Le maître, à l’instant même où le cadavre avait été déposé sur une dalle de granit parfaitement lisse, avait revêtu un masque de chacal. Il devenait le dieu Anubis, chargé de prendre la main du roi défunt et de le guider sur les chemins périlleux qui menaient à la résurrection en gloire dans l’au-delà.

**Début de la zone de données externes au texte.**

//! Dispatch bookkeeping for the pool.
//!
//! `Balancer` is the only place where pending counts change. It is a plain
//! synchronous state machine; the async control loop in
//! [`dispatcher`](crate::dispatcher) owns one and feeds it events.

use super::{
    errors::{DispatchError, DispatchResult, HeapError},
    heap::WorkerHeap,
    model::{PoolSnapshot, WorkerId, WorkerLoad},
};
use tracing::trace;

pub struct Balancer {
    heap: WorkerHeap<WorkerLoad>,
    dispatched: u64,
    completed: u64,
}

impl Balancer {
    pub fn new(pool_size: usize) -> DispatchResult<Self> {
        if pool_size == 0 {
            return Err(DispatchError::InvalidConfig(
                "pool size must be at least 1".into(),
            ));
        }
        let roster = (0..pool_size).map(WorkerLoad::new).collect();
        Ok(Self {
            heap: WorkerHeap::new(roster)?,
            dispatched: 0,
            completed: 0,
        })
    }

    /// Picks the least loaded worker and charges it with one more task.
    /// The caller is responsible for handing the task to the returned worker.
    pub fn dispatch(&mut self) -> DispatchResult<WorkerId> {
        let id = self.heap.pop_min().map_err(|err| match err {
            HeapError::Empty => DispatchError::PoolExhausted,
            other => other.into(),
        })?;
        self.heap.slot_mut(id)?.pending += 1;
        self.heap.push(id)?;
        self.dispatched += 1;
        trace!(worker = id, dispatched = self.dispatched, "dispatched");
        self.debug_check()?;
        Ok(id)
    }

    /// Releases one task from `worker` and moves it back into heap order.
    pub fn complete(&mut self, worker: WorkerId) -> DispatchResult<()> {
        let stale = |reason: String| DispatchError::StaleCompletion { worker, reason };

        let position = self
            .heap
            .position_of(worker)
            .map_err(|err| stale(err.to_string()))?;
        if self.pending_of(worker) == Some(0) {
            return Err(stale("worker has no pending tasks".into()));
        }

        self.heap.remove_at(position)?;
        self.heap.slot_mut(worker)?.pending -= 1;
        self.heap.push(worker)?;
        self.completed += 1;
        trace!(worker, completed = self.completed, "completed");
        self.debug_check()?;
        Ok(())
    }

    pub fn pool_size(&self) -> usize {
        self.heap.capacity()
    }

    pub fn dispatched(&self) -> u64 {
        self.dispatched
    }

    pub fn completed(&self) -> u64 {
        self.completed
    }

    pub fn pending_of(&self, worker: WorkerId) -> Option<usize> {
        self.heap.slot(worker).map(|w| w.pending)
    }

    /// Worker that the next dispatch would pick.
    pub fn least_loaded(&self) -> Option<WorkerId> {
        self.heap.peek()
    }

    pub fn snapshot(&self) -> PoolSnapshot {
        PoolSnapshot {
            loads: self.heap.slots().to_vec(),
            heap_order: self.heap.order().to_vec(),
            dispatched: self.dispatched,
            completed: self.completed,
        }
    }

    pub fn check_invariants(&self) -> DispatchResult<()> {
        self.heap.check_invariants()?;
        if self.heap.len() != self.heap.capacity() {
            return Err(HeapError::Corrupt(format!(
                "{} of {} workers are in the heap",
                self.heap.len(),
                self.heap.capacity()
            ))
            .into());
        }
        let pending: u64 = self.heap.slots().iter().map(|w| w.pending as u64).sum();
        if pending != self.dispatched - self.completed {
            return Err(HeapError::Corrupt(format!(
                "pending sum {pending} != dispatched {} - completed {}",
                self.dispatched, self.completed
            ))
            .into());
        }
        Ok(())
    }

    #[inline]
    fn debug_check(&self) -> DispatchResult<()> {
        if cfg!(debug_assertions) {
            self.check_invariants()?;
        }
        Ok(())
    }
}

La nature défaisait l’œuvre de chair qu’elle avait assemblée. Anubis transformait un corps mortel en corps immortel, support pour l’être de lumière qui viendrait se fixer sur la momie correctement préparée. Au moment de la première mort, ce passage inévitable pour toute forme vivante, les éléments constitutifs de l’être étaient séparés. S’ils le demeuraient, comme une myriade de gouttes d’eau dispersées par le vent, survenaient la seconde mort et le néant. Le rôle d’Anubis le momificateur consistait à l’empêcher grâce à la magie des rites. À partir d’un cadavre, il créait un Osiris, un dieu reconstitué, un être apparemment inerte mais cohérent d’où surgirait une vie nouvelle.

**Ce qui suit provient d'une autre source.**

//! The pool: one control loop owning the [`Balancer`], a fixed set of
//! workers, and the submit/observe surface used by producers.
//!
//! Producers and workers never touch pending counts. They talk to the control
//! loop through two unbounded channels (new tasks, completions) and read pool
//! state through a `watch` snapshot published after every transition.

use super::{
    balancer::Balancer,
    config::Config,
    errors::{DispatchError, DispatchResult, TaskResult},
    handle::{Task, TaskHandle},
    model::{Completion, PoolSnapshot},
    worker::{Compute, Inbox, Worker},
};
use std::sync::{
    atomic::{AtomicU64, Ordering},
    Arc, OnceLock,
};
use futures::future::join_all;
use tokio::{
    sync::{mpsc, watch, Mutex},
    task::JoinHandle,
    time::Duration,
};
use tokio_util::sync::CancellationToken;
use tracing::{debug, error, info};

pub type Pool<P, R> = Arc<LoadBalancer<P, R>>;

pub struct LoadBalancer<P, R> {
    submit_tx: mpsc::UnboundedSender<Task<P, R>>,
    snapshot_rx: watch::Receiver<PoolSnapshot>,
    inboxes: Vec<Arc<Inbox<P, R>>>,
    shutdown: CancellationToken,
    fault: Arc<OnceLock<DispatchError>>,
    control: Mutex<Option<JoinHandle<DispatchResult<()>>>>,
    submitted: AtomicU64,
    config: Config,
}

impl<P, R> LoadBalancer<P, R>
where
    P: Send + 'static,
    R: Send + 'static,
{
    /// Spawns the workers and the control loop on the current tokio runtime.
    pub fn start<F>(config: Config, compute: F) -> DispatchResult<Pool<P, R>>
    where
        F: Fn(P) -> R + Send + Sync + 'static,
    {
        Self::launch(config, Arc::new(compute)).map(|(pool, _)| pool)
    }

    /// Also returns a completion sender; the control loop keeps listening on
    /// it for as long as it is held.
    fn launch(
        config: Config,
        compute: Compute<P, R>,
    ) -> DispatchResult<(Pool<P, R>, mpsc::UnboundedSender<Completion>)> {
        config.validate()?;
        let balancer = Balancer::new(config.pool_size)?;

        let shutdown = CancellationToken::new();
        let fault = Arc::new(OnceLock::new());
        let (submit_tx, submit_rx) = mpsc::unbounded_channel();
        let (done_tx, done_rx) = mpsc::unbounded_channel();
        let (snapshot_tx, snapshot_rx) = watch::channel(balancer.snapshot());

        let inboxes: Vec<Arc<Inbox<P, R>>> = (0..config.pool_size)
            .map(|_| Arc::new(Inbox::new()))
            .collect();

        for (id, inbox) in inboxes.iter().enumerate() {
            let worker = Worker::new(
                id,
                inbox.clone(),
                done_tx.clone(),
                compute.clone(),
                shutdown.clone(),
            );
            tokio::spawn(worker.run());
        }

        let control = ControlLoop {
            balancer,
            inboxes: inboxes.clone(),
            submit_rx,
            done_rx,
            snapshot_tx,
            shutdown: shutdown.clone(),
            fault: fault.clone(),
        };
        let control = tokio::spawn(control.run());

        info!(pool_size = config.pool_size, "load balancer started");

        let pool = Arc::new(Self {
            submit_tx,
            snapshot_rx,
            inboxes,
            shutdown,
            fault,
            control: Mutex::new(Some(control)),
            submitted: AtomicU64::new(0),
            config,
        });
        Ok((pool, done_tx))
    }

    /// Hands a task to the control loop. The returned handle resolves once the
    /// assigned worker has produced a result.
    pub fn submit(&self, payload: P) -> DispatchResult<TaskHandle<R>> {
        self.ensure_open()?;
        let (task, handle) = Task::new(payload, self.config.task_timeout);
        // `submitted` must never lag behind `completed`
        self.submitted.fetch_add(1, Ordering::SeqCst);
        if self.submit_tx.send(task).is_err() {
            self.submitted.fetch_sub(1, Ordering::SeqCst);
            return Err(self.closed_error());
        }
        Ok(handle)
    }

    /// Submits every payload and waits for all results, in input order.
    pub async fn submit_all<I>(&self, payloads: I) -> DispatchResult<Vec<TaskResult<R>>>
    where
        I: IntoIterator<Item = P>,
    {
        let handles = payloads
            .into_iter()
            .map(|p| self.submit(p))
            .collect::<DispatchResult<Vec<_>>>()?;
        Ok(join_all(handles).await)
    }

    /// Latest published pool state. Never mutates anything.
    pub fn observe(&self) -> PoolSnapshot {
        self.snapshot_rx.borrow().clone()
    }

    pub fn subscribe(&self) -> watch::Receiver<PoolSnapshot> {
        self.snapshot_rx.clone()
    }

    /// Tasks sitting in each worker's inbox, by worker id.
    pub fn queue_lengths(&self) -> Vec<usize> {
        self.inboxes.iter().map(|inbox| inbox.len()).collect()
    }

    pub fn config(&self) -> &Config {
        &self.config
    }

    pub fn pool_size(&self) -> usize {
        self.config.pool_size
    }

    pub fn submitted(&self) -> u64 {
        self.submitted.load(Ordering::SeqCst)
    }

    pub fn is_closed(&self) -> bool {
        self.shutdown.is_cancelled()
    }

    /// The error that halted the control loop, if any.
    pub fn fault(&self) -> Option<DispatchError> {
        self.fault.get().cloned()
    }

    /// Waits until every submitted task has been completed, or until the
    /// control loop stops publishing.
    pub async fn join_all(&self) {
        let mut rx = self.subscribe();
        loop {
            if rx.borrow_and_update().completed >= self.submitted() {
                return;
            }
            if rx.changed().await.is_err() {
                return;
            }
        }
    }

    pub async fn join_all_timeout(&self, timeout: Duration) -> bool {
        tokio::time::timeout(timeout, self.join_all()).await.is_ok()
    }

    /// Drains all submitted work, then stops workers and the control loop.
    /// Returns the outcome of the control loop.
    pub async fn shutdown(&self) -> DispatchResult<()> {
        self.join_all().await;
        self.stop().await
    }

    /// Like [`shutdown`](Self::shutdown) but gives up draining after
    /// `timeout`. `Ok(false)` means work was still in flight.
    pub async fn shutdown_timeout(&self, timeout: Duration) -> DispatchResult<bool> {
        let drained = self.join_all_timeout(timeout).await;
        self.stop().await?;
        Ok(drained)
    }

    /// Calls `callback` with a fresh snapshot whenever the pool state changes.
    /// Bursts of transitions may be coalesced into one call.
    /// Cancel the returned token to stop monitoring.
    pub fn start_monitoring<F>(&self, callback: F) -> CancellationToken
    where
        F: Fn(PoolSnapshot) + Send + 'static,
    {
        let mut rx = self.subscribe();
        let token = CancellationToken::new();
        let token_clone = token.clone();

        tokio::spawn(async move {
            loop {
                tokio::select! {
                    changed = rx.changed() => {
                        if changed.is_err() {
                            break;
                        }
                        let snapshot = rx.borrow_and_update().clone();
                        callback(snapshot);
                    }
                    _ = token_clone.cancelled() => break,
                }
            }
        });

        token
    }

    pub fn stop_monitoring(&self, token: CancellationToken) {
        token.cancel();
    }

    async fn stop(&self) -> DispatchResult<()> {
        self.shutdown.cancel();
        let Some(control) = self.control.lock().await.take() else {
            // already joined; a recorded fault stays visible to every caller
            return self.fault().map_or(Ok(()), Err);
        };
        let outcome = control
            .await
            .map_err(|err| DispatchError::Halted(err.to_string()))?;
        let snapshot = self.observe();
        info!(
            dispatched = snapshot.dispatched,
            completed = snapshot.completed,
            "load balancer stopped"
        );
        outcome
    }

    fn ensure_open(&self) -> DispatchResult<()> {
        if self.shutdown.is_cancelled() {
            return Err(self.closed_error());
        }
        Ok(())
    }

    fn closed_error(&self) -> DispatchError {
        match self.fault.get() {
            Some(fault) => DispatchError::Halted(fault.to_string()),
            None => DispatchError::Closed,
        }
    }
}

impl<P, R> Drop for LoadBalancer<P, R> {
    fn drop(&mut self) {
        self.shutdown.cancel();
    }
}

/// Sole owner of the balancer. Every event is one transition followed by one
/// snapshot publication.
struct ControlLoop<P, R> {
    balancer: Balancer,
    inboxes: Vec<Arc<Inbox<P, R>>>,
    submit_rx: mpsc::UnboundedReceiver<Task<P, R>>,
    done_rx: mpsc::UnboundedReceiver<Completion>,
    snapshot_tx: watch::Sender<PoolSnapshot>,
    shutdown: CancellationToken,
    fault: Arc<OnceLock<DispatchError>>,
}

impl<P, R> ControlLoop<P, R>
where
    P: Send + 'static,
    R: Send + 'static,
{
    async fn run(mut self) -> DispatchResult<()> {
        loop {
            let outcome = tokio::select! {
                _ = self.shutdown.cancelled() => break,
                Some(task) = self.submit_rx.recv() => self.on_task(task),
                Some(completion) = self.done_rx.recv() => self.on_completion(completion),
            };

            if let Err(err) = outcome {
                error!(error = %err, "pool invariant violated, halting dispatcher");
                let _ = self.fault.set(err.clone());
                self.shutdown.cancel();
                return Err(err);
            }
            self.snapshot_tx.send_replace(self.balancer.snapshot());
        }
        debug!("control loop stopped");
        Ok(())
    }

    fn on_task(&mut self, task: Task<P, R>) -> DispatchResult<()> {
        let worker = self.balancer.dispatch()?;
        let inbox = self
            .inboxes
            .get(worker)
            .ok_or(DispatchError::PoolExhausted)?;
        inbox.push(task);
        debug!(worker, pending = self.balancer.pending_of(worker), "task dispatched");
        Ok(())
    }

    fn on_completion(&mut self, completion: Completion) -> DispatchResult<()> {
        self.balancer.complete(completion.worker)?;
        debug!(
            worker = completion.worker,
            pending = self.balancer.pending_of(completion.worker),
            "task completed"
        );
        Ok(())
    }
}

Le maître momificateur avait, dès les premiers jours, mis fin au processus de corruption du corps. Il avait d’abord, au moyen d’un crochet de fer, retiré une bonne partie du cerveau par les narines. Des drogues dissoudraient le reste à l’intérieur même de la boîte crânienne. Puis il avait ouvert le flanc et sorti les viscères, foie, poumons, estomac et intestins, mis après dessèchement dans quatre vases qui seraient disposés dans la tombe. Dans le corps nettoyé étaient répandus du vin de palme et des aromates. La plaie du flanc était recousue.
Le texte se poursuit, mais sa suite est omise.